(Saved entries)
* * * * * * * * *
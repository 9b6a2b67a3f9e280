//! Interchange record between the host document and the grid

use serde::{Deserialize, Serialize};

use crate::grid::{Alignment, Grid};

/// Line-break marker used inside a single Markdown cell
pub const LINE_BREAK: &str = "<br>";

/// Spellings of the line-break marker accepted when parsing
pub(crate) const LINE_BREAK_VARIANTS: [&str; 3] = ["<br>", "<br/>", "<br />"];

/// A table as found in (or written back to) the host document
///
/// `start_line` and `end_line` are zero-based, inclusive document lines. They
/// are carried through editing unchanged so the rendered text can replace the
/// original span.
#[derive(Debug, Clone, PartialEq, Eq, Serialize, Deserialize)]
pub struct MarkdownTable {
    pub start_line: usize,
    pub end_line: usize,
    pub headers: Vec<String>,
    /// Data rows (the separator line is not included)
    pub rows: Vec<Vec<String>>,
    pub column_count: usize,
    pub alignments: Vec<Alignment>,
}

impl MarkdownTable {
    /// Build the editing grid (headers become row 0)
    pub fn to_grid(&self) -> Grid {
        let mut rows = Vec::with_capacity(self.rows.len() + 1);
        rows.push(self.headers.clone());
        rows.extend(self.rows.iter().cloned());
        Grid::new(rows, &self.alignments)
    }

    /// Capture a grid back into an interchange record for the same span
    pub fn from_grid(grid: &Grid, start_line: usize, end_line: usize) -> Self {
        let mut rows = grid.to_rows();
        let headers = rows.remove(0);
        Self {
            start_line,
            end_line,
            headers,
            rows,
            column_count: grid.column_count(),
            alignments: grid.alignments(),
        }
    }

    /// Number of document lines the table occupies
    pub fn line_count(&self) -> usize {
        self.end_line - self.start_line + 1
    }
}
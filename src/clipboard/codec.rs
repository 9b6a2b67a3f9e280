//! Interchange text for copy/paste
//!
//! Tab-separated rows with CSV-style quoting, the format spreadsheet tools
//! (Excel, Sheets, Numbers) put on the clipboard. A cell is quoted only when
//! it contains a tab, a newline or a quote, which lets multi-line cells
//! survive as a single field.

/// Check if a cell needs quoting in interchange text
fn needs_quotes(value: &str) -> bool {
    value.contains(['\n', '\t', '"'])
}

/// Quote a single cell value if required
pub fn escape_cell(value: &str) -> String {
    if needs_quotes(value) {
        format!("\"{}\"", value.replace('"', "\"\""))
    } else {
        value.to_string()
    }
}

/// Serialize a rectangular block of values
pub fn serialize<R: AsRef<[String]>>(rows: &[R]) -> String {
    rows.iter()
        .map(|row| {
            row.as_ref()
                .iter()
                .map(|v| escape_cell(v))
                .collect::<Vec<_>>()
                .join("\t")
        })
        .collect::<Vec<_>>()
        .join("\n")
}

/// Parse interchange text into rows of values
///
/// Rows may come out ragged; callers decide how to pad them.
pub fn parse(text: &str) -> Vec<Vec<String>> {
    let mut rows = Vec::new();
    let mut row: Vec<String> = Vec::new();
    let mut field = String::new();
    let mut in_quotes = false;
    let mut chars = text.chars().peekable();

    while let Some(ch) = chars.next() {
        if in_quotes {
            match ch {
                '"' if chars.peek() == Some(&'"') => {
                    field.push('"');
                    chars.next();
                }
                '"' => in_quotes = false,
                _ => field.push(ch),
            }
            continue;
        }

        match ch {
            '"' => in_quotes = true,
            '\t' => row.push(std::mem::take(&mut field)),
            '\n' | '\r' => {
                if ch == '\r' && chars.peek() == Some(&'\n') {
                    chars.next();
                }
                row.push(std::mem::take(&mut field));
                rows.push(std::mem::take(&mut row));
            }
            _ => field.push(ch),
        }
    }

    if !field.is_empty() || !row.is_empty() {
        row.push(field);
        rows.push(row);
    }

    rows
}

/// Width of the widest row of a parsed matrix
pub fn matrix_width<R: AsRef<[String]>>(rows: &[R]) -> usize {
    rows.iter().map(|r| r.as_ref().len()).max().unwrap_or(0)
}
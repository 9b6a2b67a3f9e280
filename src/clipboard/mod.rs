//! Clipboard interchange
//!
//! - `codec`: tab-separated, quote-escaped text ⇄ string matrix
//! - `paste`: writing a matrix into the grid, growing it to fit
//! - `system`: the [`ClipboardProvider`] seam and its backends

pub mod codec;
mod paste;
mod system;

pub use codec::{escape_cell, parse as parse_clipboard, serialize as serialize_clipboard};
pub use paste::{paste_matrix, PasteOutcome};
pub use system::{ClipboardError, ClipboardProvider, MemoryClipboard, SystemClipboard};
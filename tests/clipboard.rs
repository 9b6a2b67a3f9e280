//! Clipboard interchange and paste tests

mod common;

use common::{blank_session, cells, grid, matrix, send_all};
use mdgrid::clipboard::{paste_matrix, parse_clipboard, serialize_clipboard};
use mdgrid::grid::CellPosition;
use mdgrid::messages::{ClipboardMsg, SelectionMsg};

#[test]
fn test_spreadsheet_text_scenario() {
    let parsed = parse_clipboard("x\ty\n\"a\nb\"\tz");
    assert_eq!(parsed, matrix(&[&["x", "y"], &["a\nb", "z"]]));
}

#[test]
fn test_clipboard_round_trip() {
    let samples = [
        matrix(&[&["a"]]),
        matrix(&[&["a", "b", "c"], &["d", "e", "f"]]),
        matrix(&[&["tab\there", "quote \"q\""], &["multi\nline", ""]]),
        matrix(&[&["", "x"], &["y", ""]]),
        matrix(&[&["\"", "\"\""], &["日本語", "end"]]),
    ];
    for m in samples {
        let text = serialize_clipboard(&m);
        assert_eq!(parse_clipboard(&text), m, "round trip failed for {text:?}");
    }
}

#[test]
fn test_crlf_rows() {
    let parsed = parse_clipboard("a\tb\r\nc\td\r\n");
    assert_eq!(parsed, matrix(&[&["a", "b"], &["c", "d"]]));
}

#[test]
fn test_quoted_field_keeps_crlf_literal() {
    let parsed = parse_clipboard("\"one\r\ntwo\"\tx");
    assert_eq!(parsed, matrix(&[&["one\r\ntwo", "x"]]));
}

#[test]
fn test_paste_growth_property() {
    let before = grid(&[&["a", "b"], &["c", "d"]], &[]);
    for (r, c) in [(0, 0), (1, 1), (2, 0), (0, 3), (4, 4)] {
        for (h, w) in [(1, 1), (2, 3), (3, 1)] {
            let data: Vec<Vec<String>> = (0..h)
                .map(|i| (0..w).map(|j| format!("{i}{j}")).collect())
                .collect();
            let mut g = before.clone();
            paste_matrix(&mut g, &data, CellPosition::new(r, c));

            assert_eq!(g.row_count(), before.row_count().max(r + h));
            assert_eq!(g.column_count(), before.column_count().max(c + w));

            // Cells outside the pasted rectangle keep their values
            for (row, values) in cells(&before).iter().enumerate() {
                for (col, value) in values.iter().enumerate() {
                    let inside = (r..r + h).contains(&row) && (c..c + w).contains(&col);
                    if !inside {
                        assert_eq!(g.get(row, col), Some(value.as_str()));
                    }
                }
            }
        }
    }
}

#[test]
fn test_paste_message_grows_session() {
    let mut session = blank_session();
    send_all(
        &mut session,
        vec![
            SelectionMsg::SelectCell { row: 2, col: 1 }.into(),
            ClipboardMsg::PasteText("1\t2\t3\n4\t5\t6\n7\t8\t9".to_string()).into(),
        ],
    );

    assert_eq!((session.row_count(), session.column_count()), (5, 4));
    assert_eq!(session.grid().get(4, 3), Some("9"));
    assert_eq!(session.grid().get(2, 0), Some(""));
}

#[test]
fn test_copy_paste_between_sessions() {
    let mut source = common::session_at("| k | v |\n|---|---|\n| a | 1 |\n| b | 2 |", 0);
    let cmd = send_all(
        &mut source,
        vec![
            SelectionMsg::SelectCell { row: 1, col: 0 }.into(),
            SelectionMsg::ExtendSelectionTo { row: 2, col: 1 }.into(),
            ClipboardMsg::Copy.into(),
        ],
    );
    let Some(mdgrid::Cmd::WriteClipboard(text)) = cmd else {
        panic!("expected a clipboard write");
    };
    assert_eq!(text, "a\t1\nb\t2");

    let mut target = blank_session();
    send_all(&mut target, vec![ClipboardMsg::PasteText(text).into()]);
    assert_eq!(
        cells(target.grid()),
        matrix(&[&["a", "1", ""], &["b", "2", ""], &["", "", ""]])
    );
}
//! Command-line argument parsing
//!
//! Supports:
//! - Re-formatting the table at a line in place (or to stdout)
//! - Copying a table to the clipboard
//! - Pasting clipboard text into a table

use clap::{Parser, Subcommand};
use std::path::PathBuf;

use crate::grid::CellPosition;

/// Edit Markdown pipe tables as a grid
#[derive(Parser, Debug)]
#[command(name = "mdgrid", version, about = "Edit Markdown pipe tables as a grid")]
pub struct CliArgs {
    /// Config file to use instead of ~/.config/mdgrid/config.yaml
    #[arg(long, global = true, value_name = "PATH")]
    pub config: Option<PathBuf>,

    #[command(subcommand)]
    pub command: CliCommand,
}

#[derive(Subcommand, Debug, Clone, PartialEq, Eq)]
pub enum CliCommand {
    /// Align the columns of the table at a line
    Format {
        /// Markdown file
        file: PathBuf,
        /// Any line of the table (1-indexed)
        #[arg(long, value_name = "N")]
        line: usize,
        /// Print the formatted table instead of rewriting the file
        #[arg(long)]
        stdout: bool,
    },
    /// Copy a whole table to the clipboard as tab-separated text
    Copy {
        file: PathBuf,
        #[arg(long, value_name = "N")]
        line: usize,
    },
    /// Paste clipboard text into a table and save the file
    Paste {
        file: PathBuf,
        #[arg(long, value_name = "N")]
        line: usize,
        /// Target row in the grid (0 = header row)
        #[arg(long, default_value_t = 0)]
        row: usize,
        /// Target column in the grid
        #[arg(long, default_value_t = 0)]
        col: usize,
    },
}

/// What to do, with document lines converted to 0-indexed
#[derive(Debug, Clone, PartialEq, Eq)]
pub enum Action {
    Format {
        file: PathBuf,
        line: usize,
        to_stdout: bool,
    },
    Copy {
        file: PathBuf,
        line: usize,
    },
    Paste {
        file: PathBuf,
        line: usize,
        target: CellPosition,
    },
}

impl Action {
    pub fn file(&self) -> &PathBuf {
        match self {
            Action::Format { file, .. } | Action::Copy { file, .. } | Action::Paste { file, .. } => {
                file
            }
        }
    }
}

/// Convert a 1-indexed `--line` to 0-indexed
fn zero_based(line: usize) -> Result<usize, String> {
    line.checked_sub(1)
        .ok_or_else(|| "--line is 1-indexed; use 1 for the first line".to_string())
}

impl CliArgs {
    /// Convert parsed CLI args into an action
    pub fn into_action(self) -> Result<Action, String> {
        let action = match self.command {
            CliCommand::Format { file, line, stdout } => Action::Format {
                file,
                line: zero_based(line)?,
                to_stdout: stdout,
            },
            CliCommand::Copy { file, line } => Action::Copy {
                file,
                line: zero_based(line)?,
            },
            CliCommand::Paste {
                file,
                line,
                row,
                col,
            } => Action::Paste {
                file,
                line: zero_based(line)?,
                target: CellPosition::new(row, col),
            },
        };
        Ok(action)
    }
}
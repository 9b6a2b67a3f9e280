//! Grid shape update functions

use super::redraw_if;
use crate::commands::Cmd;
use crate::messages::StructureMsg;
use crate::session::EditSession;

/// Handle row/column/alignment messages
pub fn update_structure(session: &mut EditSession, msg: StructureMsg) -> Option<Cmd> {
    let changed = match msg {
        StructureMsg::AddRow => session.apply("add row", |grid| grid.add_row()),
        StructureMsg::AddColumn => session.apply("add column", |grid| grid.add_column()),
        StructureMsg::RemoveRow(index) => {
            let index = index.unwrap_or(session.row_count() - 1);
            session.apply("remove row", |grid| grid.remove_row(index))
        }
        StructureMsg::RemoveColumn(index) => {
            let index = index.unwrap_or(session.column_count() - 1);
            session.apply("remove column", |grid| grid.remove_column(index))
        }
        StructureMsg::SetAlignment { col, alignment } => {
            session.apply("set alignment", |grid| grid.set_alignment(col, alignment))
        }
        StructureMsg::AlignSelection(alignment) => {
            let range = session.selection.range()?;
            let columns = range.start().col..=range.end().col;
            session.apply("align selection", |grid| {
                columns.fold(false, |changed, col| {
                    grid.set_alignment(col, alignment) || changed
                })
            })
        }
    };
    redraw_if(changed)
}
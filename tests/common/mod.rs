//! Shared test helpers: an in-memory connection that records every call.

#![allow(dead_code)]

use async_trait::async_trait;
use mssql_schema::db::{SchemaOptions, SqlConnection, SqlServerSchema, StaticDriverProbe};
use mssql_schema::error::DbResult;
use mssql_schema::models::{QueryParam, Row};
use serde_json::Value as JsonValue;
use std::sync::{Arc, Mutex};

/// Canned rows are returned for the first registered SQL fragment found in the query.
#[derive(Default)]
pub struct RecordingConnection {
    responses: Mutex<Vec<(String, Vec<Row>)>>,
    selects: Mutex<Vec<(String, Vec<QueryParam>)>>,
    statements: Mutex<Vec<String>>,
}

impl RecordingConnection {
    pub fn new() -> Self {
        Self::default()
    }

    pub fn respond(self, fragment: &str, rows: Vec<JsonValue>) -> Self {
        let rows = rows
            .into_iter()
            .map(|v| v.as_object().cloned().expect("row must be a JSON object"))
            .collect();
        self.responses
            .lock()
            .unwrap()
            .push((fragment.to_string(), rows));
        self
    }

    pub fn selects(&self) -> Vec<(String, Vec<QueryParam>)> {
        self.selects.lock().unwrap().clone()
    }

    pub fn statements(&self) -> Vec<String> {
        self.statements.lock().unwrap().clone()
    }

    /// Number of queries containing a fragment.
    pub fn select_count(&self, fragment: &str) -> usize {
        self.selects
            .lock()
            .unwrap()
            .iter()
            .filter(|(sql, _)| sql.contains(fragment))
            .count()
    }
}

#[async_trait]
impl SqlConnection for RecordingConnection {
    async fn select(&self, sql: &str, params: &[QueryParam]) -> DbResult<Vec<Row>> {
        self.selects
            .lock()
            .unwrap()
            .push((sql.to_string(), params.to_vec()));
        let responses = self.responses.lock().unwrap();
        Ok(responses
            .iter()
            .find(|(fragment, _)| sql.contains(fragment.as_str()))
            .map(|(_, rows)| rows.clone())
            .unwrap_or_default())
    }

    async fn statement(&self, sql: &str) -> DbResult<bool> {
        self.statements.lock().unwrap().push(sql.to_string());
        Ok(true)
    }
}

pub const BASE_TABLES: &str = "TABLE_TYPE = 'BASE TABLE'";
pub const VIEWS: &str = "TABLE_TYPE = 'VIEW'";
pub const COLUMNS: &str = "INFORMATION_SCHEMA.COLUMNS";
pub const INDEXES: &str = "sys.indexes";
pub const CONSTRAINTS: &str = "INFORMATION_SCHEMA.TABLE_CONSTRAINTS";
pub const ROUTINES: &str = "ROUTINE_TYPE = @P1";
pub const PARAMETERS: &str = "INFORMATION_SCHEMA.PARAMETERS";
pub const SCHEMATA: &str = "INFORMATION_SCHEMA.SCHEMATA";

/// Build a schema bridge over a recording connection with the given drivers.
pub fn bridge(
    conn: RecordingConnection,
    drivers: &[&str],
) -> (Arc<RecordingConnection>, SqlServerSchema) {
    let conn = Arc::new(conn);
    let schema = SqlServerSchema::new(
        conn.clone(),
        &StaticDriverProbe::new(drivers.iter().copied()),
        SchemaOptions::default(),
    )
    .expect("driver probe should succeed");
    (conn, schema)
}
* * * * * * * * *
Every line of the records that includes the word "when" should be gathered.

- Written answer
/// Spellings of the line-break marker accepted when parsing
//! (Excel, Sheets, Numbers) put on the clipboard. A cell is quoted only when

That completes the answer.